Residential Management (Base Package) — USD 120 per unit per month
The Residential Management (Base Package) is the core offering and is priced at USD 120 per unit per month. The model assumes the base fee applies to all managed units and directly drives predictable recurring revenue.
What’s included in the base package
-
Tenant onboarding support
- Coordinate onboarding activities at move-in or when a tenant changes
- Ensure tenants and landlords have a clear maintenance request channel
- Provide tenants with basic guidance on reporting procedures and expectations for response timelines
-
Monthly rent collection follow-ups
- Track rent status and coordinate landlord follow-up steps
- Maintain a systematic record of communications and payment status updates
- Provide transparency to landlords through monthly summaries and rent status reporting
-
Inspections (1 per month)
- Conduct inspections at least monthly per managed unit
- Document property condition and flag issues requiring maintenance
- Create a feedback loop that helps prevent small repairs from becoming major cost items
-
Maintenance request triage
- Receive and categorize maintenance requests (urgent vs. standard)
- Triage requests to determine whether the issue requires urgent action, assessment, or landlord approval
- Coordinate vendors and track progress to closure
-
Monthly performance reporting
- Produce month-end reporting for landlords
- Include rent status insights, maintenance request summary, and inspection outcomes
- Provide a structured view that supports trust and reduces disputes
How this product solves customer problems
- Absentee landlord problem: By taking on recurring admin tasks (inspections, rent follow-ups, maintenance coordination), HMP reduces the time cost and uncertainty for owners who do not live nearby.
- Unmanaged maintenance problem: Monthly inspections and triage reduce delays and improve repair prioritization.
- Dispute and transparency problem: Documented workflows reduce “he said, she said” outcomes, especially when repairs are contested.
Maintenance Coordination Fee — 15% of approved maintenance spend
HMP earns a Maintenance Coordination Fee equal to 15% of approved maintenance spend. The financial model uses an average maintenance spend of USD 300 per unit per month, implying USD 45 per unit per month coordination fee revenue. Importantly, this fee is applied only to approved maintenance spend, ensuring that landlords retain control over repair decisions.
Maintenance coordination process (granular workflow)
- Intake and logging
- Maintenance requests are recorded with category, date, tenant/committee reference, and described symptoms.
- Triage and technical assessment
- Maintenance Coordinator reviews the issue and determines urgency.
- Where necessary, the coordinator engages a vendor for inspection/quotation.
- Approval coordination
- The Property Administrator prepares a concise summary for the landlord including vendor quote details.
- Landlord approval is obtained before repairs proceed.
- Vendor scheduling and work execution
- Vendors are scheduled based on urgency and availability.
- Coordinator monitors progress to reduce “vendor drift.”
- Closure verification
- Completion confirmation is documented.
- Inspection notes and resolution outcomes are recorded for monthly reporting.

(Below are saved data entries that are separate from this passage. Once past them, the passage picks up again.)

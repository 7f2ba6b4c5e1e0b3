//! Platform adapters: one per terminal flavor, all behind one capability
//! trait so the engine never knows which transport a follower runs on.

mod file_ipc;
mod named_pipe;
mod socket_bus;

pub use file_ipc::{FileIpcAdapter, FileIpcConfig};
pub use named_pipe::{NamedPipeAdapter, NamedPipeConfig};
pub use socket_bus::{SocketBusAdapter, SocketBusConfig};

use std::collections::HashMap;
use std::sync::atomic::{AtomicBool, Ordering};
use std::sync::{Arc, Mutex};
use std::time::Duration;

use async_trait::async_trait;
use tokio::sync::mpsc;
// tokio's Instant (not std's) so silence tracking follows the runtime
// clock, including the paused clock under `#[tokio::test(start_paused)]`.
use tokio::time::Instant;

use crate::errors::TransportError;
use crate::models::{AccountSnapshot, CommandResponse, CopyCommand, Platform, TradeEvent};

/// Shared liveness state between an adapter, its receive loop and the
/// supervisor. Any observed traffic (event, heartbeat, command reply)
/// refreshes `last_seen`.
#[derive(Debug)]
pub struct ConnectionHealth {
    connected: AtomicBool,
    last_seen: Mutex<Option<Instant>>,
}

impl ConnectionHealth {
    pub fn new() -> Arc<Self> {
        Arc::new(Self {
            connected: AtomicBool::new(false),
            last_seen: Mutex::new(None),
        })
    }

    pub fn touch(&self) {
        *self.last_seen.lock().expect("health lock poisoned") = Some(Instant::now());
    }

    pub fn mark_connected(&self) {
        self.connected.store(true, Ordering::SeqCst);
        self.touch();
    }

    pub fn mark_disconnected(&self) {
        self.connected.store(false, Ordering::SeqCst);
    }

    pub fn is_connected(&self) -> bool {
        self.connected.load(Ordering::SeqCst)
    }

    /// Time since traffic was last observed; `None` before first contact.
    pub fn silence(&self) -> Option<Duration> {
        self.last_seen
            .lock()
            .expect("health lock poisoned")
            .map(|t| t.elapsed())
    }
}

/// Capability surface every platform adapter implements. A tagged-variant or
/// trait-object value, never an inheritance tree: the engine holds
/// `Arc<dyn PlatformAdapter>` per account.
#[async_trait]
pub trait PlatformAdapter: Send + Sync {
    fn platform(&self) -> Platform;

    fn account_id(&self) -> &str;

    /// Establish the command channel. Idempotent.
    async fn connect(&self) -> Result<(), TransportError>;

    /// Register the channel leader events are forwarded into. The bounded
    /// sender is the only path into the engine's dispatch core.
    fn subscribe(&self, tx: mpsc::Sender<TradeEvent>);

    /// Run the receive loop until the transport fails. The caller (the
    /// supervisor) owns respawn-with-backoff.
    async fn run_event_loop(&self) -> Result<(), TransportError>;

    /// Send one command and wait for the terminal's reply. No internal
    /// retries: the engine bounds the round-trip with a timeout and marks
    /// the attempt failed rather than risking a duplicate fill.
    async fn send_command(&self, cmd: &CopyCommand) -> Result<CommandResponse, TransportError>;

    /// Current account state as reported by the terminal.
    async fn account_snapshot(&self) -> Result<AccountSnapshot, TransportError>;

    async fn disconnect(&self);

    fn health(&self) -> Arc<ConnectionHealth>;

    fn is_connected(&self) -> bool {
        self.health().is_connected()
    }
}

/// Adapter lookup by account id. Leaders and followers both live here.
#[derive(Default)]
pub struct AdapterRegistry {
    adapters: HashMap<String, Arc<dyn PlatformAdapter>>,
}

impl AdapterRegistry {
    pub fn new() -> Self {
        Self::default()
    }

    pub fn insert(&mut self, adapter: Arc<dyn PlatformAdapter>) {
        self.adapters
            .insert(adapter.account_id().to_string(), adapter);
    }

    pub fn get(&self, account_id: &str) -> Option<Arc<dyn PlatformAdapter>> {
        self.adapters.get(account_id).cloned()
    }

    pub fn iter(&self) -> impl Iterator<Item = (&String, &Arc<dyn PlatformAdapter>)> {
        self.adapters.iter()
    }

    pub fn len(&self) -> usize {
        self.adapters.len()
    }

    pub fn is_empty(&self) -> bool {
        self.adapters.is_empty()
    }
}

Why the coordination fee improves outcomes
The fee structure incentivizes HMP to actively coordinate repairs rather than just receive requests. It also ties compensation to real work, which helps align long-term relationships and reduce perceptions of misaligned incentives.
Service deliverables and reporting artifacts
To ensure consistency, the business uses standardized outputs:
- Monthly Inspection Report per property unit (or consolidated unit package where appropriate)
- Maintenance Request Log (status tracking and closure evidence)
- Monthly Landlord Statement Pack containing rent follow-up status, inspection highlights, and maintenance activity summaries
These artifacts are essential for tenant-landlord dispute reduction and for maintaining investor confidence in the operating discipline required for scaling.
Additional value features (included within the service model)
Although the business charges primarily for base and coordination fees, the operational model includes supportive features that improve client retention:
- Clear escalation paths for urgent issues
- Defined communication routines to avoid delays in vendor/landlord approvals
- Vendor vetting and documentation to reduce quality variability
Pricing strategy and affordability logic
HMP’s pricing is designed around small-owner economics in Harare. Large management firms often set minimum fees too high for owners with smaller portfolios (e.g., 1 to 6 units). Meanwhile, informal managers may under-deliver due to missing documentation and inconsistent follow-ups. HMP sits between these extremes by delivering structured service with pricing that supports landlord adoption.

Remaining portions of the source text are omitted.